U.S. federal agencies are instrumental in promoting the United States’ innovation advantage over China. The internet, GPS and CRISPR are just a few examples of critical technologies that were originally developed with support from federal agencies.
Federal funding is also indispensable for U.S. universities, a powerful tool for U.S. technological competitiveness. The U.S. university system simultaneously advances cutting-edge research, drives technology commercialization and trains future generations of researchers and technology entrepreneurs. American universities also attract many of the world’s most talented young people to the country, the vast majority of whom are highly motivated to stay in the country after graduating.
Global leadership in critical and emerging technologies hinges on scientific talent. Here, Washington also plays a critical role.
Federal funding, over half of which comes from NIH and NSF, supports 83,000 graduate students in science and engineering, including more than a quarter of all science and engineering doctoral students. The Department of Homeland Security facilitates study and work opportunities for talented individuals from around the world, granting visas and issuing green cards to allow non-U.S. citizens to study and work in the U.S.

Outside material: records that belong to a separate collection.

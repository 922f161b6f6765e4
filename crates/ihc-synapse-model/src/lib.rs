// Copyright 2025 Neuraville Inc.
// SPDX-License-Identifier: Apache-2.0

/*
 * Copyright 2025 Neuraville Inc.
 *
 * Licensed under the Apache License, Version 2.0 (the "License");
 * you may not use this file except in compliance with the License.
 */

//! # IHC-AN Synapse Model
//!
//! Converts inner-hair-cell output into auditory-nerve spike trains:
//!
//! 1. **Mapping**: CF- and spontaneous-rate-dependent power-law mapping with delay
//!    padding, downsampled to 10 kHz
//! 2. **Adaptation**: exact or approximated power-law adaptation perturbed by
//!    fractional Gaussian noise, upsampled back to the simulation rate
//! 3. **Spike generation**: four release sites with adaptive redocking and
//!    refractoriness
//! 4. **Statistics**: PSTH, analytic mean rate and variance, trial summaries
//!
//! ```rust,no_run
//! use ihc_synapse_model::{SynapseParameters, SynapseSimulator};
//!
//! let params = SynapseParameters { total_stim: 10_000, ..SynapseParameters::default() };
//! let ihc_out = vec![0.0; params.total_samples()];
//! let output = SynapseSimulator::from_seed(42).simulate(&ihc_out, &params)?;
//! println!("{} spikes", output.spike_count());
//! # Ok::<(), ihc_synapse_model::SynapseError>(())
//! ```

/// Crate version from Cargo.toml
pub const VERSION: &str = env!("CARGO_PKG_VERSION");

pub mod adaptation;
pub mod error;
pub mod mapping;
pub mod spike_generator;
pub mod statistics;
pub mod synapse;
pub mod types;

pub use adaptation::{adapt, adapt_approximate, adapt_exact, upsample_and_align};
pub use error::{Result, SynapseError};
pub use mapping::{delay_point, map_to_power_law, resampling_size, PowerLawMapping};
pub use spike_generator::{SpikeGenerator, SpikeTrain};
pub use statistics::{
    analytic_rate_estimates, instantaneous_variance, psth, psth_to_rate, rebin_psth,
    relative_refractory_trace, RateEstimates,
};
pub use synapse::{synapse, SynapseOutput, SynapseSimulator, TrialSummary};
pub use types::{parse_noise_type, PowerLaw, SynapseParameters, N_SITES, POWER_LAW_SAMPLING_FREQUENCY};

pub use ihc_synapse_dsp::{NoiseType, RandomSource, SynapseRng};
// Copyright 2025 Neuraville Inc.
// SPDX-License-Identifier: Apache-2.0

//! # Fast Fractional Gaussian Noise
//!
//! Long-range dependent noise that perturbs the power-law adaptation drive.
//!
//! ## Algorithm (circulant embedding, Hurst index H = 0.9)
//!
//! ```text
//! n_samples = max(10, n_out / 1000 + 1)           internal (coarse) length
//! N         = next_pow2(2 · (n_samples − 1))      spectrum length
//! c[k]      = ½ · (|k+1|^2H − 2|k|^2H + |k−1|^2H)  autocovariance, k = 0..N/2..1
//! |Z|       = sqrt(Re(FFT(c)))                    must be real and ≥ 0
//! z         = |Z| · (zr1 + i·zr2)                  two Gaussian vectors
//! y         = Re(IFFT(z))[0..n_samples] · sqrt(N)
//! out       = σ(mu) · resample(y, ×1000)[0..n_out]
//! ```
//!
//! The spectral magnitude depends only on `n_samples`, so each generator caches the
//! last one it built and reuses it while the requested length maps to the same
//! internal sample count.

use num_complex::Complex64;
use tracing::{debug, warn};

use crate::error::{DspError, Result};
use crate::fft::{fft, ifft};
use crate::random::RandomSource;
use crate::resample::resample;

/// Hurst index of the generated noise
pub const HURST_INDEX: f64 = 0.9;

/// Seed applied by [`NoiseType::FixedSeed`] before drawing
pub const FIXED_NOISE_SEED: u64 = 42;

/// The noise is synthesized at 1/1000 of the target rate
const RESAMPLE_FACTOR: usize = 1000;

const MIN_INTERNAL_SAMPLES: usize = 10;

/// Reference Gaussian draws (real parts) reproducing a published MATLAB trace
const FIXED_MATLAB_REAL: [f64; 32] = [
    0.539001198446002, -0.333146282212077, 0.758784275258885, -0.960019229100215,
    -2.010902387858044, -0.014145783976321, 0.014846193555120, 0.179719933210648,
    -2.035475594737959, -0.357587732438863, 0.317062418711363, -1.266378348690577,
    1.038708704838524, -2.500059203501081, -1.252332731960022, 1.230339014018892,
    -0.504687908175280, 0.919640621536610, -0.234470350850954, 0.530697743839911,
    0.660825091280324, 0.855468294638247, -0.994629072636940, -2.231455213644026,
    0.318559022665053, 0.632957296094154, -0.151148210794462, -0.816060813871062,
    -1.014897009384865, 0.518977711821625, -0.059474326486106, 0.731639398082223,
];

/// Reference Gaussian draws (imaginary parts)
const FIXED_MATLAB_IMAG: [f64; 32] = [
    -0.638409626955796, -0.061701505688751, -0.218192062027145, 0.203235982652021,
    -0.098642410359283, 0.945333174032015, -0.801457072154293, -0.085099820744463,
    0.789397946964058, 1.226327097545239, -0.900142192575332, 0.424849252031244,
    -0.387098269639317, 1.170523150888439, -0.072882198808166, -1.612913245229722,
    -0.702699919458338, -0.283874347267996, 0.450432043543390, -0.259699095922555,
    0.409258053752079, 1.926425247717760, -0.945190729563938, -0.854589093975853,
    -0.219510861979715, 0.449824239893538, 0.257557798875416, 0.212844513926846,
    -0.087690563274934, 0.231624682299529, -0.563183338456413, -1.188876899529859,
];

/// How the two Gaussian vectors driving the noise are produced
#[derive(Debug, Clone, Copy, PartialEq, Eq, Hash, Default)]
pub enum NoiseType {
    /// Both vectors are all ones (deterministic, no draws)
    Ones,
    /// Literal 32-element reference tables (regression fixture)
    FixedMatlab,
    /// Reseed the random source to a fixed constant, then draw
    FixedSeed,
    /// Draw from the random source as-is
    #[default]
    Random,
}

impl NoiseType {
    /// Configuration name of this variant
    pub fn name(&self) -> &'static str {
        match self {
            NoiseType::Ones => "ones",
            NoiseType::FixedMatlab => "fixed_matlab",
            NoiseType::FixedSeed => "fixed_seed",
            NoiseType::Random => "random",
        }
    }

    /// Parse a configuration name (case-insensitive)
    pub fn from_name(name: &str) -> Option<Self> {
        match name.trim().to_ascii_lowercase().as_str() {
            "ones" => Some(NoiseType::Ones),
            "fixed_matlab" => Some(NoiseType::FixedMatlab),
            "fixed_seed" => Some(NoiseType::FixedSeed),
            "random" => Some(NoiseType::Random),
            _ => None,
        }
    }
}

/// Heteroscedastic noise scale: 1 below 0.2 spikes/s, 10 below 20, else mu/2
#[inline]
pub fn noise_sigma(mu: f64) -> f64 {
    if mu < 0.2 {
        1.0
    } else if mu < 20.0 {
        10.0
    } else {
        mu / 2.0
    }
}

/// Internal (coarse) sample count for an output of `n_out` samples
#[inline]
pub fn internal_sample_count(n_out: usize) -> usize {
    (n_out / RESAMPLE_FACTOR + 1).max(MIN_INTERNAL_SAMPLES)
}

/// Square-rooted eigenvalues of the circulant embedding of the fGn autocovariance
///
/// # Errors
/// Returns [`DspError::NegativeSpectrum`] if any eigenvalue is negative.
pub fn spectral_magnitude(n_samples: usize) -> Result<Vec<f64>> {
    let n_fft = (2 * n_samples.saturating_sub(1)).max(1).next_power_of_two();
    let half = n_fft / 2;
    let exponent = 2.0 * HURST_INDEX;

    let autocovariance = |k: f64| {
        0.5 * ((k + 1.0).powf(exponent) - 2.0 * k.powf(exponent) + (k - 1.0).abs().powf(exponent))
    };

    // Lags 0..half-1 ascending, then half..1 descending
    let mut spectrum: Vec<Complex64> = (0..half)
        .chain((1..=half).rev())
        .take(n_fft)
        .map(|k| Complex64::new(autocovariance(k as f64), 0.0))
        .collect();

    fft(&mut spectrum)?;

    spectrum
        .iter()
        .enumerate()
        .map(|(index, v)| {
            if v.re < 0.0 {
                Err(DspError::NegativeSpectrum { index, value: v.re })
            } else {
                Ok(v.re.sqrt())
            }
        })
        .collect()
}

#[derive(Debug, Clone)]
struct SpectrumCache {
    n_samples: usize,
    magnitude: Vec<f64>,
}

/// Fractional Gaussian noise generator with its own spectral cache
#[derive(Debug, Clone, Default)]
pub struct FractionalGaussianNoise {
    cache: Option<SpectrumCache>,
}

impl FractionalGaussianNoise {
    pub fn new() -> Self {
        Self::default()
    }

    /// Length of the cached spectrum, if one has been built
    pub fn cached_spectrum_len(&self) -> Option<usize> {
        self.cache.as_ref().map(|c| c.magnitude.len())
    }

    /// Generate `n_out` samples of scaled fGn
    ///
    /// # Arguments
    /// * `n_out` - Output length (exact)
    /// * `noise` - How the driving Gaussian vectors are produced
    /// * `mu` - Mean rate used to pick the noise scale (see [`noise_sigma`])
    /// * `rng` - Random source (reseeded by [`NoiseType::FixedSeed`])
    pub fn generate<R: RandomSource + ?Sized>(
        &mut self,
        n_out: usize,
        noise: NoiseType,
        mu: f64,
        rng: &mut R,
    ) -> Result<Vec<f64>> {
        if n_out == 0 {
            return Ok(Vec::new());
        }

        let n_samples = internal_sample_count(n_out);
        let magnitude = self.magnitude_for(n_samples)?;
        let n_fft = magnitude.len();

        let (zr1, zr2) = noise_vectors(n_fft, noise, rng);
        let mut z: Vec<Complex64> = magnitude
            .iter()
            .zip(zr1.iter().zip(zr2.iter()))
            .map(|(m, (re, im))| Complex64::new(m * re, m * im))
            .collect();
        ifft(&mut z)?;

        let root_n = (n_fft as f64).sqrt();
        let coarse: Vec<f64> = z.iter().take(n_samples).map(|v| v.re * root_n).collect();

        let mut output = resample(&coarse, RESAMPLE_FACTOR, 1)?;
        output.resize(n_out, 0.0);

        let sigma = noise_sigma(mu);
        for v in output.iter_mut() {
            *v *= sigma;
        }

        debug!(
            "[FGN] n_out={} internal={} spectrum={} sigma={} noise={}",
            n_out,
            n_samples,
            n_fft,
            sigma,
            noise.name()
        );
        Ok(output)
    }

    fn magnitude_for(&mut self, n_samples: usize) -> Result<&[f64]> {
        let stale = self
            .cache
            .as_ref()
            .map_or(true, |c| c.n_samples != n_samples);
        if stale {
            let magnitude = spectral_magnitude(n_samples)?;
            self.cache = Some(SpectrumCache {
                n_samples,
                magnitude,
            });
        }
        Ok(self
            .cache
            .as_ref()
            .map(|c| c.magnitude.as_slice())
            .unwrap_or(&[]))
    }
}

fn noise_vectors<R: RandomSource + ?Sized>(
    n: usize,
    noise: NoiseType,
    rng: &mut R,
) -> (Vec<f64>, Vec<f64>) {
    match noise {
        NoiseType::Ones => (vec![1.0; n], vec![1.0; n]),
        NoiseType::FixedMatlab => {
            if n > FIXED_MATLAB_REAL.len() {
                warn!(
                    "[FGN] Reference noise table has {} entries, spectrum needs {}; cycling table",
                    FIXED_MATLAB_REAL.len(),
                    n
                );
            }
            let cycle = |table: &[f64; 32]| -> Vec<f64> {
                (0..n).map(|i| table[i % table.len()]).collect()
            };
            (cycle(&FIXED_MATLAB_REAL), cycle(&FIXED_MATLAB_IMAG))
        }
        NoiseType::FixedSeed => {
            rng.reseed(FIXED_NOISE_SEED);
            draw_pair(n, rng)
        }
        NoiseType::Random => draw_pair(n, rng),
    }
}

fn draw_pair<R: RandomSource + ?Sized>(n: usize, rng: &mut R) -> (Vec<f64>, Vec<f64>) {
    let zr1 = rng.standard_normal_vec(n);
    let zr2 = rng.standard_normal_vec(n);
    (zr1, zr2)
}

#[cfg(test)]
mod tests {
    use super::*;
    use crate::random::SynapseRng;

    #[test]
    fn test_internal_sample_count() {
        assert_eq!(internal_sample_count(1), 10);
        assert_eq!(internal_sample_count(5300), 10);
        assert_eq!(internal_sample_count(17_000), 18);
    }

    #[test]
    fn test_spectral_magnitude_length_and_sign() {
        let mag = spectral_magnitude(10).unwrap();
        assert_eq!(mag.len(), 32);
        assert!(mag.iter().all(|m| *m >= 0.0 && m.is_finite()));

        let mag = spectral_magnitude(18).unwrap();
        assert_eq!(mag.len(), 64);
        assert!(mag.iter().all(|m| *m > 0.3));
    }

    #[test]
    fn test_exact_output_length() {
        let mut fgn = FractionalGaussianNoise::new();
        let mut rng = SynapseRng::new(1);
        for n_out in [1, 999, 5300, 25_000] {
            let y = fgn.generate(n_out, NoiseType::Random, 100.0, &mut rng).unwrap();
            assert_eq!(y.len(), n_out);
            assert!(y.iter().all(|v| v.is_finite()));
        }
        assert!(fgn.generate(0, NoiseType::Random, 100.0, &mut rng).unwrap().is_empty());
    }

    #[test]
    fn test_sigma_scaling() {
        assert_eq!(noise_sigma(0.1), 1.0);
        assert_eq!(noise_sigma(0.2), 10.0);
        assert_eq!(noise_sigma(19.9), 10.0);
        assert_eq!(noise_sigma(100.0), 50.0);

        let mut fgn = FractionalGaussianNoise::new();
        let mut rng = SynapseRng::default();
        let low = fgn.generate(3000, NoiseType::Ones, 0.1, &mut rng).unwrap();
        let high = fgn.generate(3000, NoiseType::Ones, 100.0, &mut rng).unwrap();
        for (l, h) in low.iter().zip(high.iter()) {
            assert!((h - 50.0 * l).abs() <= 1e-9 * (1.0 + h.abs()));
        }
    }

    #[test]
    fn test_fixed_matlab_consumes_no_draws() {
        let mut fgn = FractionalGaussianNoise::new();
        let mut rng = SynapseRng::new(5);
        let a = fgn.generate(5300, NoiseType::FixedMatlab, 100.0, &mut rng).unwrap();
        let next = rng.uniform01();

        let mut fresh = SynapseRng::new(5);
        assert_eq!(next, fresh.uniform01());

        let b = FractionalGaussianNoise::new()
            .generate(5300, NoiseType::FixedMatlab, 100.0, &mut fresh)
            .unwrap();
        assert_eq!(a, b);
    }

    #[test]
    fn test_fixed_seed_ignores_caller_state() {
        let mut fgn = FractionalGaussianNoise::new();
        let a = fgn
            .generate(4000, NoiseType::FixedSeed, 50.0, &mut SynapseRng::new(1))
            .unwrap();
        let b = fgn
            .generate(4000, NoiseType::FixedSeed, 50.0, &mut SynapseRng::new(999))
            .unwrap();
        assert_eq!(a, b);
    }

    #[test]
    fn test_random_depends_on_seed() {
        let mut fgn = FractionalGaussianNoise::new();
        let a = fgn
            .generate(4000, NoiseType::Random, 50.0, &mut SynapseRng::new(1))
            .unwrap();
        let b = fgn
            .generate(4000, NoiseType::Random, 50.0, &mut SynapseRng::new(2))
            .unwrap();
        assert_ne!(a, b);
    }

    #[test]
    fn test_cache_matches_fresh_computation() {
        let mut cached = FractionalGaussianNoise::new();
        let mut rng = SynapseRng::new(8);
        let _ = cached.generate(5300, NoiseType::Ones, 10.0, &mut rng).unwrap();
        assert_eq!(cached.cached_spectrum_len(), Some(32));

        let warm = cached.generate(5300, NoiseType::Ones, 10.0, &mut rng).unwrap();
        let cold = FractionalGaussianNoise::new()
            .generate(5300, NoiseType::Ones, 10.0, &mut rng)
            .unwrap();
        assert_eq!(warm, cold);

        let _ = cached.generate(40_000, NoiseType::Ones, 10.0, &mut rng).unwrap();
        assert_eq!(cached.cached_spectrum_len(), Some(128));
    }

    #[test]
    fn test_noise_type_names_round_trip() {
        for noise in [
            NoiseType::Ones,
            NoiseType::FixedMatlab,
            NoiseType::FixedSeed,
            NoiseType::Random,
        ] {
            assert_eq!(NoiseType::from_name(noise.name()), Some(noise));
        }
        assert_eq!(NoiseType::from_name("FIXED_MATLAB"), Some(NoiseType::FixedMatlab));
        assert_eq!(NoiseType::from_name("pink"), None);
    }
}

Policies that cut U.S. funding for research or directives that limit talent inflows will almost certainly undermine future scientific progress.
To be sure, reforms are needed to keep up with the pace of China’s advancements in science and technology fields. For example, barriers to commercialization continue to slow technology transfer from universities to industry. Moreover, Congress’s annual budget cycle is ill-suited to fund ambitious, large-scale science projects that are implemented over many years.
Taking a page from China’s playbook, Washington should play a stronger, more proactive role in channeling investment towards high-priority technologies critical for national security.
Regardless of the solutions, one thing is clear: Without sustained federal support, the United States will continue to lose ground to China. U.S. policymakers must avoid this own goal and instead embrace a long-term vision for promoting the U.S. innovation advantage amidst sustained technological competition with China.
Cole McFaul is a research analyst at Georgetown University’s Center for Security and Emerging Technology.